Suzuki Yuta, Korlach Jonas, Turner Stephen W, Tsukahara Tatsuya, Taniguchi Junko, Qu Wei, Ichikawa Kazuki, Yoshimura Jun, Yurino Hideaki, Takahashi Yuji, Mitsui Jun, Ishiura Hiroyuki, Tsuji Shoji, Takeda Hiroyuki, Morishita Shinichi
Department of Computational Biology and Medical Sciences, Graduate School of Frontier Sciences, The University of Tokyo, Chiba 277-8583, Japan.
Pacific Biosciences, Menlo Park, CA 94025, USA.
Bioinformatics. 2016 Oct 1;32(19):2911-9. doi: 10.1093/bioinformatics/btw360. Epub 2016 Jun 17.
Determining the methylation state of regions with high copy numbers is challenging for second-generation sequencing, because the read length is insufficient to map reads uniquely, especially when repetitive regions are long and nearly identical to each other. Single-molecule real-time (SMRT) sequencing is a promising method for observing such regions, because it is not vulnerable to GC bias, it produces long read lengths, and its kinetic information is sensitive to DNA modifications.
We propose a novel linear-time algorithm that combines the kinetic information for neighboring CpG sites and increases the confidence in identifying the methylation states of those sites. Using a practical read coverage of ∼30-fold from an inbred strain medaka (Oryzias latipes), we observed that both the sensitivity and precision of our method on individual CpG sites were ∼93.7%. We also observed a high correlation coefficient (R = 0.884) between our method and bisulfite sequencing, and for 92.0% of CpG sites, methylation levels ranging over [0,1] were in concordance within an acceptable difference 0.25. Using this method, we characterized the landscape of the methylation status of repetitive elements, such as LINEs, in the human genome, thereby revealing the strong correlation between CpG density and hypomethylation and detecting hypomethylation hot spots of LTRs and LINEs. We uncovered the methylation states for nearly identical active transposons, two novel LINE insertions of identity ∼99% and length 6050 base pairs (bp) in the human genome, and 16 Tol2 elements of identity >99.8% and length 4682 bp in the medaka genome.

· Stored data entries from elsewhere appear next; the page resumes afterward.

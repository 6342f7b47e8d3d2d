use thiserror::Error;

use crate::task::TaskId;

/// Failures surfaced by the task store and lifecycle operations.
///
/// Malformed persisted data has no variant: loading always
/// recovers to an empty store instead of failing.
#[derive(Debug, Error)]
pub enum StoreError {
    #[error("task not found: {0}")]
    NotFound(TaskId),

    #[error("missing required field: {0}")]
    MissingField(&'static str),

    #[error("invalid value for {field}: {value:?}")]
    InvalidField { field: &'static str, value: String },

    /// The in-memory mutation already happened; the store is ahead of disk
    /// until [`crate::datastore::TaskStore::persist`] succeeds.
    #[error("failed to persist {key}")]
    Persist {
        key: &'static str,
        #[source]
        source: Box<dyn std::error::Error + Send + Sync>,
    },
}

pub type StoreResult<T> = Result<T, StoreError>;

AgIn (Aggregate on Intervals) is available at: https://github.com/hacone/AgIn
ysuzuki@cb.k.u-tokyo.ac.jp or moris@cb.k.u-tokyo.ac.jp
Supplementary data are available at Bioinformatics online.
对于第二代测序而言,确定高拷贝数区域的甲基化状态具有挑战性,因为读长不足以唯一地映射 reads,特别是当重复区域较长且彼此几乎相同时。单分子实时(SMRT)测序是观察此类区域的一种有前途的方法,因为它不易受 GC 偏差影响,能产生长读长,且其动力学信息对 DNA 修饰敏感。
我们提出了一种新颖的线性时间算法,该算法结合了相邻 CpG 位点的动力学信息,并提高了识别这些位点甲基化状态的置信度。使用来自近交系青鳉(Oryzias latipes)的约 30 倍实际读覆盖度,我们观察到我们的方法在单个 CpG 位点上的灵敏度和精度均约为 93.7%。我们还观察到我们的方法与亚硫酸氢盐测序之间具有较高的相关系数(R = 0.884),并且对于 92.0%的 CpG 位点,范围在[0,1]内的甲基化水平在可接受差异 0.25 内是一致的。使用这种方法,我们对人类基因组中重复元件(如 LINEs)的甲基化状态格局进行了表征,从而揭示了 CpG 密度与低甲基化之间的强相关性,并检测到 LTRs 和 LINEs 的低甲基化热点。我们揭示了人类基因组中几乎相同的活跃转座子、两个同一性约为 99%且长度为 6050 碱基对(bp)的新型 LINE 插入以及青鳉基因组中 16 个同一性>99.8%且长度为 4682 bp 的 Tol2 元件的甲基化状态。
AgIn(区间聚合)可在以下网址获取:https://github.com/hacone/AgIn
ysuzuki@cb.k.u-tokyo.ac.jp 或 moris@cb.k.u-tokyo.ac.jp
补充数据可在《生物信息学》在线获取。